* [What to do]: Could you give back the listing below exactly, every line included?

* [Stored data]:
========
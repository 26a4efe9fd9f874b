use axum::{
    extract::{rejection::JsonRejection, FromRequest},
    http::StatusCode,
    response::{IntoResponse, Response},
    Json,
};
use serde_json::json;

/// Errors surfaced to HTTP clients.
///
/// Storage and other internal failures collapse into [`AppError::Persistence`],
/// whose message never reveals the cause; the cause is logged instead.
#[derive(Debug, thiserror::Error)]
pub enum AppError {
    #[error("that email address appears to be invalid")]
    InvalidEmail,
    #[error("that email address is not allowed to sign up")]
    EmailNotAllowed,
    #[error("that email address is already registered")]
    AlreadyRegistered,
    #[error("email address or password is incorrect")]
    InvalidCredentials,
    #[error("password must not be empty")]
    InvalidPassword,
    #[error("sign up is disabled")]
    SignupDisabled,
    #[error("{0}")]
    InvalidNote(&'static str),
    #[error("{0}")]
    InvalidSubscription(&'static str),
    #[error("you must be signed in")]
    Unauthorized,
    #[error("you can only change your own notes")]
    Forbidden,
    #[error("not found")]
    NotFound,
    /// The request body was not the JSON the endpoint expects.
    #[error("{message}")]
    InvalidBody { status: StatusCode, message: String },
    #[error("internal server error")]
    Persistence(anyhow::Error),
}

impl From<anyhow::Error> for AppError {
    fn from(e: anyhow::Error) -> Self {
        AppError::Persistence(e)
    }
}

impl From<JsonRejection> for AppError {
    fn from(rejection: JsonRejection) -> Self {
        AppError::InvalidBody {
            status: rejection.status(),
            message: rejection.body_text(),
        }
    }
}

/// `Json` extractor whose rejections render as `{"error": ...}`.
#[derive(Debug, FromRequest)]
#[from_request(via(Json), rejection(AppError))]
pub struct AppJson<T>(pub T);

impl AppError {
    pub fn status(&self) -> StatusCode {
        match self {
            AppError::InvalidEmail
            | AppError::EmailNotAllowed
            | AppError::InvalidPassword
            | AppError::InvalidNote(_)
            | AppError::InvalidSubscription(_) => StatusCode::UNPROCESSABLE_ENTITY,
            AppError::AlreadyRegistered => StatusCode::CONFLICT,
            AppError::InvalidCredentials | AppError::Unauthorized => StatusCode::UNAUTHORIZED,
            AppError::SignupDisabled | AppError::Forbidden => StatusCode::FORBIDDEN,
            AppError::NotFound => StatusCode::NOT_FOUND,
            AppError::InvalidBody { status, .. } => *status,
            AppError::Persistence(_) => StatusCode::INTERNAL_SERVER_ERROR,
        }
    }
}

impl IntoResponse for AppError {
    fn into_response(self) -> Response {
        if let AppError::Persistence(ref cause) = self {
            tracing::error!(error = %format!("{cause:#}"), "internal error");
        }
        (self.status(), Json(json!({"error": self.to_string()}))).into_response()
    }
}

#[cfg(test)]
mod tests {
    use super::*;
    use http_body_util::BodyExt;

    async fn body_of(err: AppError) -> (StatusCode, serde_json::Value) {
        let resp = err.into_response();
        let status = resp.status();
        let bytes = resp.into_body().collect().await.unwrap().to_bytes();
        (status, serde_json::from_slice(&bytes).unwrap())
    }

    #[tokio::test]
    async fn persistence_hides_cause() {
        let err: AppError = anyhow::anyhow!("redb: table users is corrupt").into();
        let (status, body) = body_of(err).await;
        assert_eq!(status, StatusCode::INTERNAL_SERVER_ERROR);
        assert_eq!(body, json!({"error": "internal server error"}));
    }

    #[tokio::test]
    async fn validation_and_auth_statuses() {
        assert_eq!(AppError::InvalidEmail.status(), StatusCode::UNPROCESSABLE_ENTITY);
        assert_eq!(AppError::AlreadyRegistered.status(), StatusCode::CONFLICT);
        assert_eq!(AppError::InvalidCredentials.status(), StatusCode::UNAUTHORIZED);
        assert_eq!(AppError::SignupDisabled.status(), StatusCode::FORBIDDEN);

        let (status, body) = body_of(AppError::InvalidNote("note must not be empty")).await;
        assert_eq!(status, StatusCode::UNPROCESSABLE_ENTITY);
        assert_eq!(body["error"], "note must not be empty");
    }

    #[tokio::test]
    async fn json_rejections_keep_status_and_use_error_body() {
        use axum::{body::Body, extract::FromRequest, http::Request};

        #[derive(Debug, serde::Deserialize)]
        struct Payload {
            #[allow(dead_code)]
            content: String,
        }

        let req = Request::post("/")
            .header("content-type", "application/json")
            .body(Body::from("{\"content\":"))
            .unwrap();
        let err = AppJson::<Payload>::from_request(req, &()).await.unwrap_err();
        let (status, body) = body_of(err).await;
        assert_eq!(status, StatusCode::BAD_REQUEST);
        assert!(body["error"].as_str().unwrap().contains("JSON"));

        let req = Request::post("/")
            .header("content-type", "text/plain")
            .body(Body::from("{}"))
            .unwrap();
        let err = AppJson::<Payload>::from_request(req, &()).await.unwrap_err();
        let (status, body) = body_of(err).await;
        assert_eq!(status, StatusCode::UNSUPPORTED_MEDIA_TYPE);
        assert!(body["error"].is_string());
    }
}
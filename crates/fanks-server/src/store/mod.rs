pub mod db;
pub mod model;
pub mod notes;
pub mod subscriptions;
pub mod users;

pub use db::Store;
pub use model::{
    FeedEntry, NewSubscription, NewUser, NoteRecord, PushSubscriptionRecord, Role, UserRecord,
    UserWithSubscriptions,
};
========
* [Answer space]:
repository 26a4efe9fd9f874b
use axum::{
    extract::{rejection::JsonRejection, FromRequest},
    http::StatusCode,
    response::{IntoResponse, Response},
    Json,
};
use serde_json::json;

/// Errors surfaced to HTTP clients.
///
/// Storage and other internal failures collapse into [`AppError::Persistence`],
/// whose message never reveals the cause; the cause is logged instead.
#[derive(Debug, thiserror::Error)]
pub enum AppError {
    #[error("that email address appears to be invalid")]
    InvalidEmail,
    #[error("that email address is not allowed to sign up")]
    EmailNotAllowed,
    #[error("that email address is already registered")]
    AlreadyRegistered,
    #[error("email address or password is incorrect")]
    InvalidCredentials,
    #[error("password must not be empty")]
    InvalidPassword,
    #[error("sign up is disabled")]
    SignupDisabled,
    #[error("{0}")]
    InvalidNote(&'static str),
    #[error("{0}")]
    InvalidSubscription(&'static str),
    #[error("you must be signed in")]
    Unauthorized,
    #[error("you can only change your own notes")]
    Forbidden,
    #[error("not found")]
    NotFound,
    /// The request body was not the JSON the endpoint expects.
    #[error("{message}")]
    InvalidBody { status: StatusCode, message: String },
    #[error("internal server error")]
    Persistence(anyhow::Error),
}

impl From<anyhow::Error> for AppError {
    fn from(e: anyhow::Error) -> Self {
        AppError::Persistence(e)
    }
}

impl From<JsonRejection> for AppError {
    fn from(rejection: JsonRejection) -> Self {
        AppError::InvalidBody {
            status: rejection.status(),
            message: rejection.body_text(),
        }
    }
}

/// `Json` extractor whose rejections render as `{"error": ...}`.
#[derive(Debug, FromRequest)]
#[from_request(via(Json), rejection(AppError))]
pub struct AppJson<T>(pub T);

impl AppError {
    pub fn status(&self) -> StatusCode {
        match self {
            AppError::InvalidEmail
            | AppError::EmailNotAllowed
            | AppError::InvalidPassword
            | AppError::InvalidNote(_)
            | AppError::InvalidSubscription(_) => StatusCode::UNPROCESSABLE_ENTITY,
            AppError::AlreadyRegistered => StatusCode::CONFLICT,
            AppError::InvalidCredentials | AppError::Unauthorized => StatusCode::UNAUTHORIZED,
            AppError::SignupDisabled | AppError::Forbidden => StatusCode::FORBIDDEN,
            AppError::NotFound => StatusCode::NOT_FOUND,
            AppError::InvalidBody { status, .. } => *status,
            AppError::Persistence(_) => StatusCode::INTERNAL_SERVER_ERROR,
        }
    }
}

impl IntoResponse for AppError {
    fn into_response(self) -> Response {
        if let AppError::Persistence(ref cause) = self {
            tracing::error!(error = %format!("{cause:#}"), "internal error");
        }
        (self.status(), Json(json!({"error": self.to_string()}))).into_response()
    }
}

#[cfg(test)]
mod tests {
    use super::*;
    use http_body_util::BodyExt;

    async fn body_of(err: AppError) -> (StatusCode, serde_json::Value) {
        let resp = err.into_response();
        let status = resp.status();
        let bytes = resp.into_body().collect().await.unwrap().to_bytes();
        (status, serde_json::from_slice(&bytes).unwrap())
    }

    #[tokio::test]
    async fn persistence_hides_cause() {
        let err: AppError = anyhow::anyhow!("redb: table users is corrupt").into();
        let (status, body) = body_of(err).await;
        assert_eq!(status, StatusCode::INTERNAL_SERVER_ERROR);
        assert_eq!(body, json!({"error": "internal server error"}));
    }

    #[tokio::test]
    async fn validation_and_auth_statuses() {
        assert_eq!(AppError::InvalidEmail.status(), StatusCode::UNPROCESSABLE_ENTITY);
        assert_eq!(AppError::AlreadyRegistered.status(), StatusCode::CONFLICT);
        assert_eq!(AppError::InvalidCredentials.status(), StatusCode::UNAUTHORIZED);
        assert_eq!(AppError::SignupDisabled.status(), StatusCode::FORBIDDEN);

        let (status, body) = body_of(AppError::InvalidNote("note must not be empty")).await;
        assert_eq!(status, StatusCode::UNPROCESSABLE_ENTITY);
        assert_eq!(body["error"], "note must not be empty");
    }

    #[tokio::test]
    async fn json_rejections_keep_status_and_use_error_body() {
        use axum::{body::Body, extract::FromRequest, http::Request};

        #[derive(Debug, serde::Deserialize)]
        struct Payload {
            #[allow(dead_code)]
            content: String,
        }

        let req = Request::post("/")
            .header("content-type", "application/json")
            .body(Body::from("{\"content\":"))
            .unwrap();
        let err = AppJson::<Payload>::from_request(req, &()).await.unwrap_err();
        let (status, body) = body_of(err).await;
        assert_eq!(status, StatusCode::BAD_REQUEST);
        assert!(body["error"].as_str().unwrap().contains("JSON"));

        let req = Request::post("/")
            .header("content-type", "text/plain")
            .body(Body::from("{}"))
            .unwrap();
        let err = AppJson::<Payload>::from_request(req, &()).await.unwrap_err();
        let (status, body) = body_of(err).await;
        assert_eq!(status, StatusCode::UNSUPPORTED_MEDIA_TYPE);
        assert!(body["error"].is_string());
    }
}
filename crates/fanks-server/src/store/mod.rs
pub mod db;
pub mod model;
pub mod notes;
pub mod subscriptions;
pub mod users;

pub use db::Store;
pub use model::{
    FeedEntry, NewSubscription, NewUser, NoteRecord, PushSubscriptionRecord, Role, UserRecord,
    UserWithSubscriptions,
};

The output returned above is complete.